**Material shown:**
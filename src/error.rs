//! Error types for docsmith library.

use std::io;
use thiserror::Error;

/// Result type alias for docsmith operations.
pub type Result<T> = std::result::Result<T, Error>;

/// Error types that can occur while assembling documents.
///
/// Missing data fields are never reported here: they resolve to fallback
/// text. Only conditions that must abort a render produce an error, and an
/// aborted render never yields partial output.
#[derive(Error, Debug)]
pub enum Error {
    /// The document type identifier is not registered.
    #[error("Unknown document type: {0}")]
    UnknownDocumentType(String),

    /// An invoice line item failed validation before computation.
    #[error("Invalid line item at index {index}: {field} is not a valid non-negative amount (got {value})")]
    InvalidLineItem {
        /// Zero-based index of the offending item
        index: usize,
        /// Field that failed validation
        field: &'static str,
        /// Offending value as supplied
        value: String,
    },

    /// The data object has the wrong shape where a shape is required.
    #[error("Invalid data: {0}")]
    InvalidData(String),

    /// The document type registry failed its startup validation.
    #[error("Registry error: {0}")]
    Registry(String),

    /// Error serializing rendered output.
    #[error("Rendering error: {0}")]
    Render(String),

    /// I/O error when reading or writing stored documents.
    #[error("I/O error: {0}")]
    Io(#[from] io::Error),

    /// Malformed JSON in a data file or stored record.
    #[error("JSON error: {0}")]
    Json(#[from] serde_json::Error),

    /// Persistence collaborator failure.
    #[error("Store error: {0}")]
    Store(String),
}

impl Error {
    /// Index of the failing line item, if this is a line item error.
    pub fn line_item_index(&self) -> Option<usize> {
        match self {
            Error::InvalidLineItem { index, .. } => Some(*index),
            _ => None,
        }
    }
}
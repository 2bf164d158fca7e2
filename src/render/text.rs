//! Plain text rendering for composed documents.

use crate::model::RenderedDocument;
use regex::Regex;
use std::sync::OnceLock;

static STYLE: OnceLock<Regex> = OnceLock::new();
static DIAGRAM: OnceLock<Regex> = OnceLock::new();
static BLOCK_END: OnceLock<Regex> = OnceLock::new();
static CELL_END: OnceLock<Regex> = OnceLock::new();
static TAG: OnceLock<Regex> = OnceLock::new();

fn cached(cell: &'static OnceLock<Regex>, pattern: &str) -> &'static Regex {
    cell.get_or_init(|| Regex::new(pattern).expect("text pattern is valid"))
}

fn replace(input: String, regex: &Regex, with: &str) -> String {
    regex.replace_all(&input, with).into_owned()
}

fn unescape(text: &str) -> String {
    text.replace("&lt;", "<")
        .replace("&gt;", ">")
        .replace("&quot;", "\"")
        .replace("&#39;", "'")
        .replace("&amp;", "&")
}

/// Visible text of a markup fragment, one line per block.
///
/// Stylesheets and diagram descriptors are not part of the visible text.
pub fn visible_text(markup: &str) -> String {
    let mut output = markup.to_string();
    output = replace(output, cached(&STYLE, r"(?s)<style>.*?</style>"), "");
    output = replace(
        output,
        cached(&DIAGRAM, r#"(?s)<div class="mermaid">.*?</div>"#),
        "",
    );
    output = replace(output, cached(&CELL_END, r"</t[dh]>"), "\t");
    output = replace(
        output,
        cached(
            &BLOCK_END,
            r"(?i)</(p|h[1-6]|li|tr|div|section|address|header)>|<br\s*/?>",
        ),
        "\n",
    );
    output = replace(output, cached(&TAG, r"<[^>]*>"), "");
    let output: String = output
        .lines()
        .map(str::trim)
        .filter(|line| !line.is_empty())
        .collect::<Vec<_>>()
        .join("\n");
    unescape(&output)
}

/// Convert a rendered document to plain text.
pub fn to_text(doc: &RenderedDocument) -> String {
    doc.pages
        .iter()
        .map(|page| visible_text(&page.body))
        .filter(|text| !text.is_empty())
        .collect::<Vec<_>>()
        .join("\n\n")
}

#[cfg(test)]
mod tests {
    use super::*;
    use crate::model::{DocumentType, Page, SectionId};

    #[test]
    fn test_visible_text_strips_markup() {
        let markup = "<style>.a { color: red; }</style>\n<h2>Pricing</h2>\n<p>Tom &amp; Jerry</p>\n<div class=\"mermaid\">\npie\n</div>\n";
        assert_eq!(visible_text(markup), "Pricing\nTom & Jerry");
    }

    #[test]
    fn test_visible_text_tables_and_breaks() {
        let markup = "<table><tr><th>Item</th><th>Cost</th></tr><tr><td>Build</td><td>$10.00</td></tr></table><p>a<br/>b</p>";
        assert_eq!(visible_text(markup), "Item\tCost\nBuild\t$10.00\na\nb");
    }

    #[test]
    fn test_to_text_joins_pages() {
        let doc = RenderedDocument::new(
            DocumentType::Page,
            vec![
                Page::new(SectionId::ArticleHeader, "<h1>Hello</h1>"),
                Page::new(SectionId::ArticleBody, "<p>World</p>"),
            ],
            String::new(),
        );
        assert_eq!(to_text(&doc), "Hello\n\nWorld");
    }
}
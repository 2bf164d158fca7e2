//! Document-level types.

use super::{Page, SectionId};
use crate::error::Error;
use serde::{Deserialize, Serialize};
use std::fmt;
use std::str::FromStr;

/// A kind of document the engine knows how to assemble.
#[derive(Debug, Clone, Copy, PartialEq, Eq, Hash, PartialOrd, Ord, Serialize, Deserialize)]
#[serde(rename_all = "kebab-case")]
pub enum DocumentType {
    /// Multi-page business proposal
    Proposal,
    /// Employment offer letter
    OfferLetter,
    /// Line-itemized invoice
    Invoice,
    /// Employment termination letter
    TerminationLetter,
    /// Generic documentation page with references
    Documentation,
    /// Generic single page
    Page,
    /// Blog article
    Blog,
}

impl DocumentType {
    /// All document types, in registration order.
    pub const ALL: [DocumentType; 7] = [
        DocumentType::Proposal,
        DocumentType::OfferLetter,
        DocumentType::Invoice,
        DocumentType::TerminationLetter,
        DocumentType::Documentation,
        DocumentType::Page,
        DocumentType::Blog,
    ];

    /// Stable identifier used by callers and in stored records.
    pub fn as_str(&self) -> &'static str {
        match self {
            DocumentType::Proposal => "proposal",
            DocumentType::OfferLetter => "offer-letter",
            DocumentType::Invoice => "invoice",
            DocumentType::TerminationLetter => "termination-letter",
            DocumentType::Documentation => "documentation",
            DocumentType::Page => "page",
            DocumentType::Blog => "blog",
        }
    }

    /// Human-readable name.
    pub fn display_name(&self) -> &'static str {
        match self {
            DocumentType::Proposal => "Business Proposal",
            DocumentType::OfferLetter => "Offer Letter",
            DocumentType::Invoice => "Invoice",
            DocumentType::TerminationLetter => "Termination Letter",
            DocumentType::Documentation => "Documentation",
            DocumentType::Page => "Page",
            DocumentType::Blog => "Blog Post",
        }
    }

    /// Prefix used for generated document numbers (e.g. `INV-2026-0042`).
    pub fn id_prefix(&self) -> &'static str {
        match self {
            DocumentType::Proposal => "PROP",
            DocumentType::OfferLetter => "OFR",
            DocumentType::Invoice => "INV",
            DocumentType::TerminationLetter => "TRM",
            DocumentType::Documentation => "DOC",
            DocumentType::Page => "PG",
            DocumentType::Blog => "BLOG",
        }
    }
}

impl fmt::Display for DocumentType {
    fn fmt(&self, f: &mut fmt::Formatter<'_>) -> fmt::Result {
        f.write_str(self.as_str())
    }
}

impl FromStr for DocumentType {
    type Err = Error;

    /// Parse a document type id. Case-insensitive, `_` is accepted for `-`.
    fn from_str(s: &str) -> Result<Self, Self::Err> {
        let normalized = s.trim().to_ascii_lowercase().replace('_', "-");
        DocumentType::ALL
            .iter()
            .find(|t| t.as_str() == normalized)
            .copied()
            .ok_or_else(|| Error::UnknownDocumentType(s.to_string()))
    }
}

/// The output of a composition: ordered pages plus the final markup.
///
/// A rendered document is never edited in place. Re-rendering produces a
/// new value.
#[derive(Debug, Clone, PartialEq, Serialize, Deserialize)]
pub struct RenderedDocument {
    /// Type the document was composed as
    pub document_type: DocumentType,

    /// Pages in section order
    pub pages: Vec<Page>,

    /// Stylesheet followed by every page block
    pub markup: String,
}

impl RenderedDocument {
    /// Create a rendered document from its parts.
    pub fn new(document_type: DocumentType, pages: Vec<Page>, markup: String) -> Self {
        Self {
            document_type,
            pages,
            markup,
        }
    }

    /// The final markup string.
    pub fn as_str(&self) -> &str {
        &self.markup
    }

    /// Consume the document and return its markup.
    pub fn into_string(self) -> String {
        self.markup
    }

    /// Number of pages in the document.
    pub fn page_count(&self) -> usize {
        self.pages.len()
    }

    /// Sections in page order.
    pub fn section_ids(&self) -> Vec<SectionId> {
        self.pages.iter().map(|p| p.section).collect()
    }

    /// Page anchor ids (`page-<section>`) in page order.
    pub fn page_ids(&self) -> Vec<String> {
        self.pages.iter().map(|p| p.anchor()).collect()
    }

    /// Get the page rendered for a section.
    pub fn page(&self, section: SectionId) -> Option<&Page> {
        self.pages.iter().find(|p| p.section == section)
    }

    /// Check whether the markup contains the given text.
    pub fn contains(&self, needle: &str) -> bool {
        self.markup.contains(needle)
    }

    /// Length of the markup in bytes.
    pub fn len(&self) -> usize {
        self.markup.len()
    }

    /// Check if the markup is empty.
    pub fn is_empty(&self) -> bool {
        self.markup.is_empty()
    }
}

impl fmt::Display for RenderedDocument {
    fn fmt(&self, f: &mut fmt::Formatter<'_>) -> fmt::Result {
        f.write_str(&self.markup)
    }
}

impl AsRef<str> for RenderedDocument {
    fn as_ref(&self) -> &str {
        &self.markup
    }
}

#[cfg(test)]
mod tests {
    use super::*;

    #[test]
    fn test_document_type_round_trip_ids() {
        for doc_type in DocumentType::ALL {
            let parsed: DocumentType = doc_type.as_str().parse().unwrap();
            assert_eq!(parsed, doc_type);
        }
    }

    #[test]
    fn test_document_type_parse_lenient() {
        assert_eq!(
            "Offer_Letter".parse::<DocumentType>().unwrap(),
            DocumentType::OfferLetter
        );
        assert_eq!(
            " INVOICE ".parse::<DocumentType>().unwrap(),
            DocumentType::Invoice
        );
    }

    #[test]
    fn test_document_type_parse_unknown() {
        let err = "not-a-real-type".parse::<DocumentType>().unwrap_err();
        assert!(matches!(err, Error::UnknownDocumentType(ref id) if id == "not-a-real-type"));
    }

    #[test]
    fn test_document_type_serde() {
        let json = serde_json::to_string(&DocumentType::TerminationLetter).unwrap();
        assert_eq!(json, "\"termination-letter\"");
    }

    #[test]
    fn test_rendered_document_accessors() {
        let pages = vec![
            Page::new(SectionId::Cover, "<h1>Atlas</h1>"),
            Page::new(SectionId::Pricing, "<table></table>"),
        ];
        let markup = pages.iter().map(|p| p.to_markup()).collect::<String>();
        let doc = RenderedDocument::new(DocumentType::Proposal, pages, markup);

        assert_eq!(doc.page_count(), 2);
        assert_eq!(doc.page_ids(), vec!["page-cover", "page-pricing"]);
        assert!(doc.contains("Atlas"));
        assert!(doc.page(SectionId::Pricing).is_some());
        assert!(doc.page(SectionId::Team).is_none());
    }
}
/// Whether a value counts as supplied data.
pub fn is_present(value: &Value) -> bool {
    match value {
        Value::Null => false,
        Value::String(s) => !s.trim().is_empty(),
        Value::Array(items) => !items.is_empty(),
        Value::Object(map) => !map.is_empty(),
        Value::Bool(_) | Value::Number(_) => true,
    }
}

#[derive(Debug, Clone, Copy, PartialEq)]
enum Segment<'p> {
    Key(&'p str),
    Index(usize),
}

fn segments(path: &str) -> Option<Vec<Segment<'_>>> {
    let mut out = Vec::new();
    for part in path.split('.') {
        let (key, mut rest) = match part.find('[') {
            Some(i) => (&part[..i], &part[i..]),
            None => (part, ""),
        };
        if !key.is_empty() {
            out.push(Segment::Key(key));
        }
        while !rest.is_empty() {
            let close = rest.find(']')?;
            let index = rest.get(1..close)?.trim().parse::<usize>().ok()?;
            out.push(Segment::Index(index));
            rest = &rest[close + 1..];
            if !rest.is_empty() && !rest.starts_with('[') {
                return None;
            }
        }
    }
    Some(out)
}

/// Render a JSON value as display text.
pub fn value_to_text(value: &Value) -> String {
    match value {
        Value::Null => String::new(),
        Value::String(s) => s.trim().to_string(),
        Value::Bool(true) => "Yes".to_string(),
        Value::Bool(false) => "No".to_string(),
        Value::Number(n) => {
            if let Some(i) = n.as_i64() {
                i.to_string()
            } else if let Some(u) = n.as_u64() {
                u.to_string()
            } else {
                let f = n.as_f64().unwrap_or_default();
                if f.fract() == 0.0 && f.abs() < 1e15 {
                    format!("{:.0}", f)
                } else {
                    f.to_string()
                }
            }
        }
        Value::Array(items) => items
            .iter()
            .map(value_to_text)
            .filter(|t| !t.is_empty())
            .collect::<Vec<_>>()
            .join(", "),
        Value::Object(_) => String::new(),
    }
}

**What you will do:**
Count the lines above that include the word "Clone". Reply with that number alone.

**Task output:**
3